Welcome to the first issue of The Cluster, a newsletter for all things data science!
The Cluster is written by journalists and published by the producers of DATAx, a cross-industry event for business leaders, strategists, and practitioners looking for best practices and strategic insights around data science.
The Evolution of the Chief Data Officer Role Continues
The Chief Data Officer role started as a joke at Yahoo, according to Dr. Usama Fayyad of the Initiative for Analytics and Data Science Standards (IADSS). But shouldn’t the job be taken more seriously now? After all, the first chief data officer was appointed at Capital One way back when WorldCom went bankrupt.
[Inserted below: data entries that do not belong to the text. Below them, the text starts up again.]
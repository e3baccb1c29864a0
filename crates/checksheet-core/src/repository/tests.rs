//! Repository Integration Tests
//!
//! PatternBook save/load through DocumentRepository over the memory and
//! file stores.

#[cfg(test)]
mod tests {
    use crate::config::{EditorConfig, LEGACY_STORAGE_KEY, STORAGE_KEY};
    use crate::domain::derivation::*;
    use crate::domain::{NormalValue, ResponseType};
    use crate::editor::{LoadOutcome, PatternBook};
    use crate::repository::{
        DocumentRepository, JsonFileStore, MemoryStore, PatternRepository, StorageError,
    };
    use serde_json::json;

    /// Two patterns covering all four response types with normal values set
    fn populated_book() -> PatternBook {
        let mut book = PatternBook::default();
        book.add_pattern().unwrap();
        let ids: Vec<_> = book.patterns()[0].items.iter().map(|i| i.id.clone()).collect();

        book.modify_item(0, &ids[0], |item| rename(item, "作業内容")).unwrap();
        book.modify_item(0, &ids[1], |item| {
            let item = on_response_type_change(rename(item, "体調"), ResponseType::SingleChoice);
            let item = edit_option(item, 0, "良い");
            let item = edit_option(append_option(item), 1, "悪い");
            select_normal_option(item, "良い")
        })
        .unwrap();
        book.modify_item(0, &ids[2], |item| {
            let item = on_response_type_change(rename(item, "体温"), ResponseType::Temperature);
            set_range_max(set_range_min(item, "35.0"), "37.5")
        })
        .unwrap();
        book.modify_item(0, &ids[3], |item| {
            let item = on_response_type_change(rename(item, "睡眠時間"), ResponseType::Numeric);
            set_range_min(item, "6")
        })
        .unwrap();
        book.delete_item(0, &ids[9]).unwrap();
        book.add_item(1).unwrap();
        book
    }

    #[test]
    fn test_save_then_load_round_trips() {
        let repo = DocumentRepository::new(MemoryStore::new(), STORAGE_KEY);
        let book = populated_book();
        book.save(&repo).expect("save failed");

        let mut loaded = PatternBook::default();
        assert!(loaded.load(&repo));
        assert_eq!(loaded.patterns(), book.patterns());
    }

    #[test]
    fn test_saved_document_uses_canonical_layout() {
        let repo = DocumentRepository::new(MemoryStore::new(), STORAGE_KEY);
        populated_book().save(&repo).unwrap();

        let raw = repo.store().get(STORAGE_KEY).expect("document missing");
        let doc: serde_json::Value = serde_json::from_str(&raw).unwrap();
        let items = &doc[0]["items"];
        assert_eq!(items[0]["responseType"], json!("free_text"));
        assert!(items[0].get("normalValue").is_none());
        assert_eq!(
            items[1]["normalValue"],
            json!({"kind": "single_choice", "selectedOption": "良い"})
        );
        assert_eq!(items[2]["normalValue"], json!({"kind": "range", "min": "35.0", "max": "37.5"}));
        assert_eq!(items[3]["options"], json!([]));
    }

    #[test]
    fn test_load_without_document_keeps_default() {
        let repo = DocumentRepository::new(MemoryStore::new(), STORAGE_KEY);
        let mut book = PatternBook::default();
        let before = book.clone();
        assert!(!book.load(&repo));
        assert_eq!(book, before);
    }

    #[test]
    fn test_corrupt_document_keeps_default() {
        let store = MemoryStore::new();
        store.insert(STORAGE_KEY, "{not json");
        let repo = DocumentRepository::new(store, STORAGE_KEY);

        assert!(matches!(repo.load(), Err(StorageError::Parse { .. })));
        let mut book = PatternBook::default();
        let before = book.clone();
        assert!(book.try_load(&repo).is_err());
        assert_eq!(book, before);

        let mut book = PatternBook::new(EditorConfig::default());
        assert!(!book.load(&repo));
        assert_eq!(book.len(), 1);
        assert_eq!(book.patterns()[0].items.len(), 10);
    }

    #[test]
    fn test_empty_collection_keeps_default() {
        let store = MemoryStore::new();
        store.insert(STORAGE_KEY, "[]");
        let repo = DocumentRepository::new(store, STORAGE_KEY);

        let mut book = PatternBook::default();
        assert!(!book.load(&repo));
        assert_eq!(book.len(), 1);
    }

    #[test]
    fn test_oversized_collection_is_truncated() {
        let store = MemoryStore::new();
        let patterns: Vec<_> = (0..7)
            .map(|i| json!({"id": format!("p{}", i), "name": format!("P{}", i), "items": []}))
            .collect();
        store.insert(STORAGE_KEY, &serde_json::to_string(&patterns).unwrap());
        let repo = DocumentRepository::new(store, STORAGE_KEY);

        let mut book = PatternBook::default();
        assert_eq!(book.try_load(&repo).unwrap(), LoadOutcome::Replaced { dropped: 2 });
        assert_eq!(book.len(), 5);
        assert_eq!(book.patterns()[4].name, "P4");
    }

    #[test]
    fn test_quota_failure_is_reported_and_state_kept() {
        let repo = DocumentRepository::new(MemoryStore::with_quota(64), STORAGE_KEY);
        let book = populated_book();
        let before = book.clone();

        assert!(matches!(book.save(&repo), Err(StorageError::QuotaExceeded)));
        assert_eq!(book, before);
        assert!(repo.store().get(STORAGE_KEY).is_none());
    }

    #[test]
    fn test_legacy_document_is_migrated() {
        let store = MemoryStore::new();
        store.insert(
            LEGACY_STORAGE_KEY,
            &json!([{
                "id": "abc1234", "name": "パターン1",
                "items": [
                    {"id": "i1", "name": "体温", "responseType": "temperature",
                     "normalValue": {"type": "range", "min": 35, "max": 37.5}},
                    {"id": "i2", "name": "", "responseType": "free_text"}
                ]
            }])
            .to_string(),
        );
        let repo = DocumentRepository::from_config(store, &EditorConfig::default());

        let mut book = PatternBook::default();
        assert!(book.load(&repo));
        let items = &book.patterns()[0].items;
        assert_eq!(book.patterns()[0].id.as_str(), "abc1234");
        assert_eq!(
            items[0].normal_value,
            Some(NormalValue::Range { min: "35.0".to_string(), max: "37.5".to_string() })
        );
        assert!(items[1].options.is_empty());

        // Next save lands under the canonical key; the legacy key is left alone
        book.save(&repo).unwrap();
        assert!(repo.store().get(STORAGE_KEY).is_some());
        assert!(repo.store().get(LEGACY_STORAGE_KEY).is_some());
    }

    #[test]
    fn test_canonical_key_wins_over_legacy() {
        let store = MemoryStore::new();
        store.insert(LEGACY_STORAGE_KEY, r#"[{"id":"old","name":"旧","items":[]}]"#);
        store.insert(STORAGE_KEY, r#"[{"id":"new","name":"新","items":[]}]"#);
        let repo = DocumentRepository::new(store, STORAGE_KEY).with_legacy_key(LEGACY_STORAGE_KEY);

        let loaded = repo.load().unwrap().unwrap();
        assert_eq!(loaded[0].name, "新");
    }

    #[test]
    fn test_file_store_round_trip() {
        let dir = tempfile::tempdir().expect("Failed to create temp dir");
        let repo = DocumentRepository::new(JsonFileStore::new(dir.path().join("data")), STORAGE_KEY);
        assert!(repo.load().unwrap().is_none());

        let book = populated_book();
        book.save(&repo).expect("save failed");
        assert!(dir.path().join("data").join(format!("{}.json", STORAGE_KEY)).exists());

        let mut loaded = PatternBook::new(EditorConfig::default());
        assert_eq!(loaded.try_load(&repo).unwrap(), LoadOutcome::Replaced { dropped: 0 });
        assert_eq!(loaded.patterns(), book.patterns());
    }

    #[test]
    fn test_file_store_overwrites_previous_save() {
        let dir = tempfile::tempdir().expect("Failed to create temp dir");
        let repo = DocumentRepository::new(JsonFileStore::new(dir.path()), STORAGE_KEY);

        let mut book = PatternBook::default();
        book.save(&repo).unwrap();
        book.add_pattern().unwrap();
        book.save(&repo).unwrap();

        assert_eq!(repo.load().unwrap().map(|p| p.len()), Some(2));
    }
}
//! Prototype Index Page

use leptos::prelude::*;

use crate::components::LinkCard;
use crate::models::PROTOTYPE_LINKS;

#[component]
pub fn PrototypeIndexPage() -> impl IntoView {
    view! {
        <section class="app-panel p-7">
            <h1 class="text-3xl tracking-tight">"プロトタイプ一覧"</h1>
            <p class="mt-2 text-sm leading-6 text-muted-foreground">
                "ここから各プロトタイプに移動できます。"
            </p>

            <div class="mt-7 grid gap-3">
                {PROTOTYPE_LINKS.iter().map(|link| view! {
                    <LinkCard link=link action_label="移動する" />
                }).collect_view()}
            </div>
        </section>
    }
}
//! Check Records Page
//!
//! Read-only dummy table of per-company check status.

use leptos::prelude::*;

use crate::context::use_app_context;
use crate::models::DUMMY_RECORDS;
use crate::navigation::AppView;

#[component]
pub fn CheckRecordsPage() -> impl IntoView {
    let ctx = use_app_context();

    view! {
        <section class="app-panel p-7">
            <h1 class="text-2xl tracking-tight">"熱中症チェック記録"</h1>
            <p class="mt-2 text-sm leading-6 text-muted-foreground">
                "協力会社ごと・ユーザーごとの記録状況を確認するダミー画面です。"
            </p>

            <div class="mt-7 overflow-hidden rounded-lg border bg-background">
                <table class="w-full text-left text-sm">
                    <thead class="bg-muted/70 text-muted-foreground">
                        <tr>
                            <th class="px-4 py-3 font-medium">"会社名"</th>
                            <th class="px-4 py-3 font-medium">"ユーザー"</th>
                            <th class="px-4 py-3 font-medium">"日付"</th>
                            <th class="px-4 py-3 font-medium">"状態"</th>
                        </tr>
                    </thead>
                    <tbody>
                        {DUMMY_RECORDS.iter().map(|record| view! {
                            <tr class="border-t">
                                <td class="px-4 py-3">{record.company}</td>
                                <td class="px-4 py-3">{record.user}</td>
                                <td class="px-4 py-3 text-muted-foreground">{record.date}</td>
                                <td class="px-4 py-3">
                                    <span class=record.status.badge_class()>{record.status.label()}</span>
                                </td>
                            </tr>
                        }).collect_view()}
                    </tbody>
                </table>
            </div>

            <div class="mt-7 flex gap-4">
                <button type="button" class="app-link" on:click=move |_| ctx.navigate(AppView::HeatstrokeHome)>
                    "熱中症チェックシステムトップへ戻る"
                </button>
                <button type="button" class="app-link" on:click=move |_| ctx.navigate(AppView::PrototypeIndex)>
                    "プロトタイプ一覧へ"
                </button>
            </div>
        </section>
    }
}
The laughing has stopped but the questions continue. The results of the 8th annual NewVantage Partners Big Data and AI survey landed last week, and although CDOs are in place at 68% of the companies surveyed, the job remains ill-defined. Almost 18% of executives viewed the CDO role as interim or unnecessary. Worse: about 25% of the companies said there was no single point of accountability for their firm’s data, even if they had a CDO. (Data ownership is one of the key tenets of the CDO role, of course.)
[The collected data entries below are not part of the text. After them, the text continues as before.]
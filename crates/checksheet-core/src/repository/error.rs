//! Storage errors

pub type StorageResult<T> = Result<T, StorageError>;

#[derive(Debug, thiserror::Error)]
pub enum StorageError {
    /// Backend missing or refused access (no window, storage disabled)
    #[error("storage unavailable: {0}")]
    Unavailable(String),

    #[error("storage quota exceeded")]
    QuotaExceeded,

    #[error("storage I/O failed: {0}")]
    Io(#[from] std::io::Error),

    #[error("failed to serialize patterns: {0}")]
    Serialize(#[source] serde_json::Error),

    #[error("failed to parse document under {key}: {source}")]
    Parse {
        key: String,
        #[source]
        source: serde_json::Error,
    },
}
The survey had another interesting point: 23% of organizations (from numerous industries) said they struggle with high turnover in the chief data officer position. That could be both a good and a bad signal. It may mean burgeoning opportunities for CDOs, but also reflect that the job is so poorly defined and lacking in influence at many companies that appointees don’t stay long.
A related problem is where the data science team belongs in the org chart. Said Dan Gremmell, the vice president of data science at Plated (which Albertson’s has apparently shut down), at our November DATAx conference:
“If data science is just off in a silo doing data science and nobody wants it, [it’s] not going to be effective."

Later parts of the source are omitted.